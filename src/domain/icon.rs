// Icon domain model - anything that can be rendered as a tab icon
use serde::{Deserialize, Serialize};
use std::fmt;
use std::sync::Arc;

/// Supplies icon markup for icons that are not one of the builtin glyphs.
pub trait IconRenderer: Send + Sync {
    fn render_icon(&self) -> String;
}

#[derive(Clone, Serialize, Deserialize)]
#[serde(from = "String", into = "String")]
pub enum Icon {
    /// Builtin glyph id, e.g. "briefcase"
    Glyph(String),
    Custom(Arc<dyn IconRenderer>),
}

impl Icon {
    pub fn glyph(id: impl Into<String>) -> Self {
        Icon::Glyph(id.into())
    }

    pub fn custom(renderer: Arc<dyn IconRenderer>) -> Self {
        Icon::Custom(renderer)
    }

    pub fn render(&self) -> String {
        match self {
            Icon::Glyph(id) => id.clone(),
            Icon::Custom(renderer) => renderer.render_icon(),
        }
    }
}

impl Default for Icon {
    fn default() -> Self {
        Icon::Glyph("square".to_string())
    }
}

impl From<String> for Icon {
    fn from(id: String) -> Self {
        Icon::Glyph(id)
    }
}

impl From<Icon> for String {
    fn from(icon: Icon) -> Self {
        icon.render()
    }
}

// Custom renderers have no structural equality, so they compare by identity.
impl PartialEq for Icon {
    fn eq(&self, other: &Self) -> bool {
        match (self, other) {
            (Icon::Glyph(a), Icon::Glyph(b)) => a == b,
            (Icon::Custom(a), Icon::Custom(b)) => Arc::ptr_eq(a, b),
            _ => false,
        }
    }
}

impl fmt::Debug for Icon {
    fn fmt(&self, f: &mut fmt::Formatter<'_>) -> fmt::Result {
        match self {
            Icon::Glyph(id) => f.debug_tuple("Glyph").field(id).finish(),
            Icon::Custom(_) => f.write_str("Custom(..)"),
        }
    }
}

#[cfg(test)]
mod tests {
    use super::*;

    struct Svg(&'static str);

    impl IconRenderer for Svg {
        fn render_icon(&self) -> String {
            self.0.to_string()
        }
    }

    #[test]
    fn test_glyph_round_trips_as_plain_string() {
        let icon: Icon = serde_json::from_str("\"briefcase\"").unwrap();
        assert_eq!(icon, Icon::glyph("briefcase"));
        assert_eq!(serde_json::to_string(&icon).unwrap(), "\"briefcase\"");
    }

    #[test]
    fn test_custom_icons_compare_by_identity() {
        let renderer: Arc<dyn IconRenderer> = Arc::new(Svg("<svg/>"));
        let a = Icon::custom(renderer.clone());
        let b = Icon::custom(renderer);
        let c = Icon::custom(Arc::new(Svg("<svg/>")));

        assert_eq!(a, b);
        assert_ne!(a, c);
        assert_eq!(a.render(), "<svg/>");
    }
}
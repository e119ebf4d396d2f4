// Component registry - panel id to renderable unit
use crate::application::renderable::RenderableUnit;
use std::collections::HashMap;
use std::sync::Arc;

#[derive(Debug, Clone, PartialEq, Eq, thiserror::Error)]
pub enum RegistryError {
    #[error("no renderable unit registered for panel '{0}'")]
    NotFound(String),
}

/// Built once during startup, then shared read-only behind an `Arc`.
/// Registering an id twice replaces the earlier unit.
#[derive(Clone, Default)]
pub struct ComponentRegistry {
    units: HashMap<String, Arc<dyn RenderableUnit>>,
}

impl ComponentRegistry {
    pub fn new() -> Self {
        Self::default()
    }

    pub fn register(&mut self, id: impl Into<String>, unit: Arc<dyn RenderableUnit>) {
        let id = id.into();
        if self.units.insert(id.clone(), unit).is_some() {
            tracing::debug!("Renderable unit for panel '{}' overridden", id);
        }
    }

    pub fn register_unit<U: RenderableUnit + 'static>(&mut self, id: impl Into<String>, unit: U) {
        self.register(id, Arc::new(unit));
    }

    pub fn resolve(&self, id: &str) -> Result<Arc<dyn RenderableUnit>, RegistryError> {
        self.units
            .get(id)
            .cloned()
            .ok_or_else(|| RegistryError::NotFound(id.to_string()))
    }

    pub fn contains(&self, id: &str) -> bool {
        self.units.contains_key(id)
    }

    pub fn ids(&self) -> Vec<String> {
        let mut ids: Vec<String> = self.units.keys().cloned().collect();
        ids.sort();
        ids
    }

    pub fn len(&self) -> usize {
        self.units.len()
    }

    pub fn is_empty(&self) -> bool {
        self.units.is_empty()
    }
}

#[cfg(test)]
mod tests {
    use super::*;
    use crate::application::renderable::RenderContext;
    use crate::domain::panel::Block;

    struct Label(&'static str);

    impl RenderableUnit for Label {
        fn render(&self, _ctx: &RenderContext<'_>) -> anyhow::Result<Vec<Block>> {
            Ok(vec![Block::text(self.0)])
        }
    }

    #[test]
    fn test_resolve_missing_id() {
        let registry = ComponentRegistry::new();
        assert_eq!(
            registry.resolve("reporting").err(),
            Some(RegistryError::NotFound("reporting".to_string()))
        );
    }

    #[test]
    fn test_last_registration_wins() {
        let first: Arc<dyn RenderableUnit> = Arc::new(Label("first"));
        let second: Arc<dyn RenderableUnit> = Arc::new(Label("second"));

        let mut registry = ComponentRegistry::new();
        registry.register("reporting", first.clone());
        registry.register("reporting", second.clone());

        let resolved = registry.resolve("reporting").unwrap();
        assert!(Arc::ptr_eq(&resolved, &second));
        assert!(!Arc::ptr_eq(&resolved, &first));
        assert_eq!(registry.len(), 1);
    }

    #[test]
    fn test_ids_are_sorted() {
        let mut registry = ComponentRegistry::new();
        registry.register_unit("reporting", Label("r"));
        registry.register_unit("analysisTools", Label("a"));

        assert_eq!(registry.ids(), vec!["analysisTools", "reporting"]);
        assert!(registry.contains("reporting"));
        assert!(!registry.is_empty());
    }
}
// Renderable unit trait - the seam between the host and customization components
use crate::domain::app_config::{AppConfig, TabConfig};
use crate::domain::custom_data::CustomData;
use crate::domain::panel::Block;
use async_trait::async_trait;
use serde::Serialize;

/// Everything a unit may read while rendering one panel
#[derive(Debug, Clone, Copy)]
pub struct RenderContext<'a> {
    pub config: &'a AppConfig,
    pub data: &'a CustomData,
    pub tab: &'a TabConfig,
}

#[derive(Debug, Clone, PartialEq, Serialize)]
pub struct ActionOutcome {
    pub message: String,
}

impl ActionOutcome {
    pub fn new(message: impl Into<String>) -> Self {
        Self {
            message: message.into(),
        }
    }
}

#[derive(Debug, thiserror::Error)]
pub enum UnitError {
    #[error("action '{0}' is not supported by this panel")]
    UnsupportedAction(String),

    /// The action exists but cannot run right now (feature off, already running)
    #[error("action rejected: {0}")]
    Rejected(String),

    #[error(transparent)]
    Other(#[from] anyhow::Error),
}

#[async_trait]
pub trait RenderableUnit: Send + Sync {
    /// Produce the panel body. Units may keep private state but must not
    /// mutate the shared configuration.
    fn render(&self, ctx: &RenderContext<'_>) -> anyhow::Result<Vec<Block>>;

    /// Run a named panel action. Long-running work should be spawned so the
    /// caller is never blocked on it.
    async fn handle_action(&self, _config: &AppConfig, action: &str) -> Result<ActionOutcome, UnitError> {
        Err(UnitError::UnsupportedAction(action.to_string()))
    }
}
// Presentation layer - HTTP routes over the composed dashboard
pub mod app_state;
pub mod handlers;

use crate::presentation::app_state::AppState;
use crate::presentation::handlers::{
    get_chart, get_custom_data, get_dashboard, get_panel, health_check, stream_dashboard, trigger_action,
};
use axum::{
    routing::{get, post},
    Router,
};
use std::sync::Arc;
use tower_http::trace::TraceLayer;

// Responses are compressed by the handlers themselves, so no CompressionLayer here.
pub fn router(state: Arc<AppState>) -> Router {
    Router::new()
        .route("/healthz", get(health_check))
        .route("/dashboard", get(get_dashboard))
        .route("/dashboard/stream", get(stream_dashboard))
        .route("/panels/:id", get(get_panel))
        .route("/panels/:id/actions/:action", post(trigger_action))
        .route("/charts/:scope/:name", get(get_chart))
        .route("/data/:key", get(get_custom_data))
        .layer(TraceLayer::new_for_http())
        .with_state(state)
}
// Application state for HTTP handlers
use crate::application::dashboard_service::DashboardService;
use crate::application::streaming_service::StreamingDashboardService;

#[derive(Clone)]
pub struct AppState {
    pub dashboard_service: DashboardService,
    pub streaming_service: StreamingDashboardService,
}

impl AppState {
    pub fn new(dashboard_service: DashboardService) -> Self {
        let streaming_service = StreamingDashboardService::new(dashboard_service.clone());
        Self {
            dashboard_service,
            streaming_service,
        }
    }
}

◆ ◆ ◆

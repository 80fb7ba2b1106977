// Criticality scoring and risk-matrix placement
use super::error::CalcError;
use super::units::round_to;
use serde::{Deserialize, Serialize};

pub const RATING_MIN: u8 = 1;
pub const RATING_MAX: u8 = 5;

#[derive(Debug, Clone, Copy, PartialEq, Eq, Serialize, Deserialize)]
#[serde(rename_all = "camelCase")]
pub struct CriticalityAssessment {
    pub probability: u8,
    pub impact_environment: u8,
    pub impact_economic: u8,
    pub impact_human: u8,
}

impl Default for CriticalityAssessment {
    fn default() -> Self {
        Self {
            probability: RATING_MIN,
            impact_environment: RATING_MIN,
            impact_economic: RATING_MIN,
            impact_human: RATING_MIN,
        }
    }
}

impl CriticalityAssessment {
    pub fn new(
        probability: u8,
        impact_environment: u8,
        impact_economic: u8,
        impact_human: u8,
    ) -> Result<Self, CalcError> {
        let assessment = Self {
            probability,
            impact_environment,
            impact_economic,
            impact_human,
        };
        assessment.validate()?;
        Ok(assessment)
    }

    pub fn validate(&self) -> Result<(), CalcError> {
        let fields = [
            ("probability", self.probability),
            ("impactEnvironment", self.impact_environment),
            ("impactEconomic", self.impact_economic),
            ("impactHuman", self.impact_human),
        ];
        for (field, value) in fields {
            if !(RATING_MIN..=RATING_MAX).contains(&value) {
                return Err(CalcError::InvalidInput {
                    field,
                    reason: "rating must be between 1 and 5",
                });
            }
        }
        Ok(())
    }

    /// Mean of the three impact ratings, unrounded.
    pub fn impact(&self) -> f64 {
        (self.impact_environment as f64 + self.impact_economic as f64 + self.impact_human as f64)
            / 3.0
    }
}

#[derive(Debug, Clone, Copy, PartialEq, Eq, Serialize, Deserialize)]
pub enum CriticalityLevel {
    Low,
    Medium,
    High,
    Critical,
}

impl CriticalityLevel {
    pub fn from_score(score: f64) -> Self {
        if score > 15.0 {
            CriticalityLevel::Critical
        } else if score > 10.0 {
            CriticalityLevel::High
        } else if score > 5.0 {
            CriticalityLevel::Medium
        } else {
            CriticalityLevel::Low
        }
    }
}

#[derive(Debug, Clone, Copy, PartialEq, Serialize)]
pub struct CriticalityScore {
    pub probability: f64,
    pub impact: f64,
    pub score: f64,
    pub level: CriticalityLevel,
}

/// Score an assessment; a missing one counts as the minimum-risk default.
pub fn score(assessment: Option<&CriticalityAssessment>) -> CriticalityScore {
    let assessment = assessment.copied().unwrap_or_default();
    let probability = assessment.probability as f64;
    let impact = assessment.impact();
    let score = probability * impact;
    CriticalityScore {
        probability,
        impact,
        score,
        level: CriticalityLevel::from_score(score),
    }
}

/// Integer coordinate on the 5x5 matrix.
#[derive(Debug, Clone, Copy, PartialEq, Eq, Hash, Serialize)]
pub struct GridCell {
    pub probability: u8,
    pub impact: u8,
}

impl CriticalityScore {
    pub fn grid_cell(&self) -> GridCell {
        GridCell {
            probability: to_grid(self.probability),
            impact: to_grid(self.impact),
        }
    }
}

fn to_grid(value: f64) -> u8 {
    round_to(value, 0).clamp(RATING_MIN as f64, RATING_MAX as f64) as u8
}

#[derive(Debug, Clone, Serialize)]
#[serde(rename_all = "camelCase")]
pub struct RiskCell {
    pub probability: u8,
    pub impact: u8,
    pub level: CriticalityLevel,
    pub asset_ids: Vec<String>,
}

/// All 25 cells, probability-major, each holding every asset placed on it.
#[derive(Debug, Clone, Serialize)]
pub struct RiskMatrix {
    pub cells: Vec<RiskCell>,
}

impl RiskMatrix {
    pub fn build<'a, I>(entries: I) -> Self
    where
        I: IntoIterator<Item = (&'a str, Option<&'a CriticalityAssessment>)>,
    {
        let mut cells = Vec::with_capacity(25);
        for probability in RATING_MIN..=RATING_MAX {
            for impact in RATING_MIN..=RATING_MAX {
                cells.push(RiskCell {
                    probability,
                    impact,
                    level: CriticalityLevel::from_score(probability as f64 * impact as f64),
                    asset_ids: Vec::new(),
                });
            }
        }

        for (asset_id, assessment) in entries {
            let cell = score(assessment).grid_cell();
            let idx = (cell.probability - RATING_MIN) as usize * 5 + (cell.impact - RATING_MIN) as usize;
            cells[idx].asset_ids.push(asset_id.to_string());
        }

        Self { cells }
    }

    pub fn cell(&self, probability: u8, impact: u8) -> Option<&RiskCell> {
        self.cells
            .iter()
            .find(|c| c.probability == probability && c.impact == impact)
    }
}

◆ ◆ ◆

#### Task directions:
From the data above, show each line that contains "RegistryError".

#### Answer:
pub enum RegistryError {
    pub fn resolve(&self, id: &str) -> Result<Arc<dyn RenderableUnit>, RegistryError> {
            .ok_or_else(|| RegistryError::NotFound(id.to_string()))
            Some(RegistryError::NotFound("reporting".to_string()))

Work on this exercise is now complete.